Variational Autoencoders (VAEs)
Variational Autoencoders (VAEs)
Working notes on the mathematical foundations of VAEs
Problem Setup
Given: Samples $x$ from a distribution of interest
Goal: Model the true distribution $p(x)$, then generate new samples from our approximate distribution
Related approaches to explore: Autoregressive models, normalizing flows, variational autoencoders, energy-based models, score-based generative models
The Evidence Lower Bound (ELBO)
Why We Need It
Let $p(x, z)$ be the joint distribution of data and latent variables.
In a likelihood-based approach, we’d want to learn a model to maximize $p(x)$:
\[p(x) = \int_z p(x, z) \, dz \quad \text{or} \quad p(x) = \frac{p(x, z)}{p(z|x)}\]The difficulties:
- The integral over $z$ is difficult to compute
-
We need access to the ground truth latent encoder $p(z x)$
Deriving the ELBO
Approach: Derive the Evidence Lower Bound (ELBO)
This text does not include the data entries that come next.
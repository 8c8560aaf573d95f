// ==========================================
// 注入数据稳定性核对 - 数据源连接层
// ==========================================
// 职责: 定义数据源连接接口,三种存储各自的计数查询方言
// 红线: 连接层只做查询,不含合并逻辑
// 红线: 业务值一律参数绑定,不拼接进 SQL 文本
// ==========================================

pub mod error;
pub mod factory;
pub mod legacy;
pub mod partitioned;
pub mod warehouse;

use crate::domain::{ProductType, QueryWindow, SourceKind};
use std::fmt::Debug;
use std::time::Duration;

// 重导出
pub use error::{SourceError, SourceResult};
pub use factory::{build_active_sources, UnavailableConnector};
pub use legacy::LegacyConnector;
pub use partitioned::{PartitionedConnector, PrestoClient};
pub use warehouse::WarehouseConnector;

// ==========================================
// SourceConnector Trait
// ==========================================
// 用途: 持有凭据,按需打开一个数据源连接
// 实现者: WarehouseConnector / PartitionedConnector / LegacyConnector
pub trait SourceConnector {
    /// 数据源种类
    fn kind(&self) -> SourceKind;

    /// 打开连接
    ///
    /// # 错误
    /// - SourceError::Connection: 存储不可达或凭据被拒绝
    fn open(&self) -> SourceResult<Box<dyn SourceConnection + '_>>;
}

// ==========================================
// SourceConnection Trait
// ==========================================
// 用途: 一次批量计数期间独占的连接
// 释放: 连接对象 Drop 即释放,覆盖所有退出路径
pub trait SourceConnection {
    /// 计数前的准备（分区引擎在此发现物理表）
    fn prepare(&mut self, _window: &QueryWindow) -> SourceResult<()> {
        Ok(())
    }

    /// 执行单个产品类型的计数查询
    ///
    /// # 返回
    /// - Ok(0): 查询成功但无匹配行
    ///
    /// # 错误
    /// - SourceError::Query: 查询非法或存储端报错
    fn execute_count(
        &mut self,
        product_type: ProductType,
        window: &QueryWindow,
    ) -> SourceResult<u64>;
}

/// 记录即将执行的查询（审计追踪: 完整查询文本 + 绑定参数）
pub(crate) fn log_query(kind: SourceKind, query: &str, params: &dyn Debug) {
    tracing::info!(
        source = %kind,
        query = %query,
        params = ?params,
        "执行 {} 查询",
        kind
    );
}

/// 记录查询结果并计入性能统计
pub(crate) fn log_result(
    kind: SourceKind,
    query: &str,
    product_type: ProductType,
    table: Option<&str>,
    amount: u64,
    elapsed: Duration,
) {
    crate::perf::record_query(query, elapsed);
    match table {
        Some(table) => tracing::info!(
            source = %kind,
            %product_type,
            table,
            amount,
            "{} 查询结果: 表 {} 产品类型 {} = {}",
            kind,
            table,
            product_type,
            amount
        ),
        None => tracing::info!(
            source = %kind,
            %product_type,
            amount,
            "{} 查询结果: 产品类型 {} = {}",
            kind,
            product_type,
            amount
        ),
    }
}

/// 把 COUNT 结果转换为非负计数
pub(crate) fn non_negative(kind: SourceKind, value: i64) -> SourceResult<u64> {
    u64::try_from(value)
        .map_err(|_| SourceError::Protocol(format!("{} 返回了负数计数: {}", kind, value)))
}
| Introduce $g_\phi(z | x)$: an approximate variational distribution with parameters $\phi$ that we seek to optimize. This model is meant to learn the true distribution over latent variables for given observations $x$. |
Starting from the log-likelihood:
\[\log p(x) = \log \int_z p(x, z) \, dz\]Multiply and divide by the variational distribution:
\[= \log \int_z \frac{p(x, z) \cdot g_\phi(z|x)}{g_\phi(z|x)} \, dz\] \[= \log \mathbb{E}_{g_\phi(z|x)} \left[ \frac{p(x, z)}{g_\phi(z|x)} \right]\]Apply Jensen’s inequality (since log is concave):
\[\geq \mathbb{E}_{g_\phi(z|x)} \left[ \log \frac{p(x, z)}{g_\phi(z|x)} \right]\]This is the ELBO — a lower bound on the log-probability (the “evidence”).
Decomposing the ELBO
We can show that:
\[\log p(x) = \mathbb{E}_{g_\phi(z|x)} \left[ \log \frac{p(x, z)}{g_\phi(z|x)} \right] + D_{KL}(g_\phi(z|x) \| p(z|x))\]Since KL divergence is always $\geq 0$, we have:
\[\log p(x) \geq \mathbb{E}_{g_\phi(z|x)} \left[ \log \frac{p(x, z)}{g_\phi(z|x)} \right] = \text{ELBO}\]The KL term represents the difference between the true encoder and the learned encoder. It’s non-negative, so we drop it from the objective.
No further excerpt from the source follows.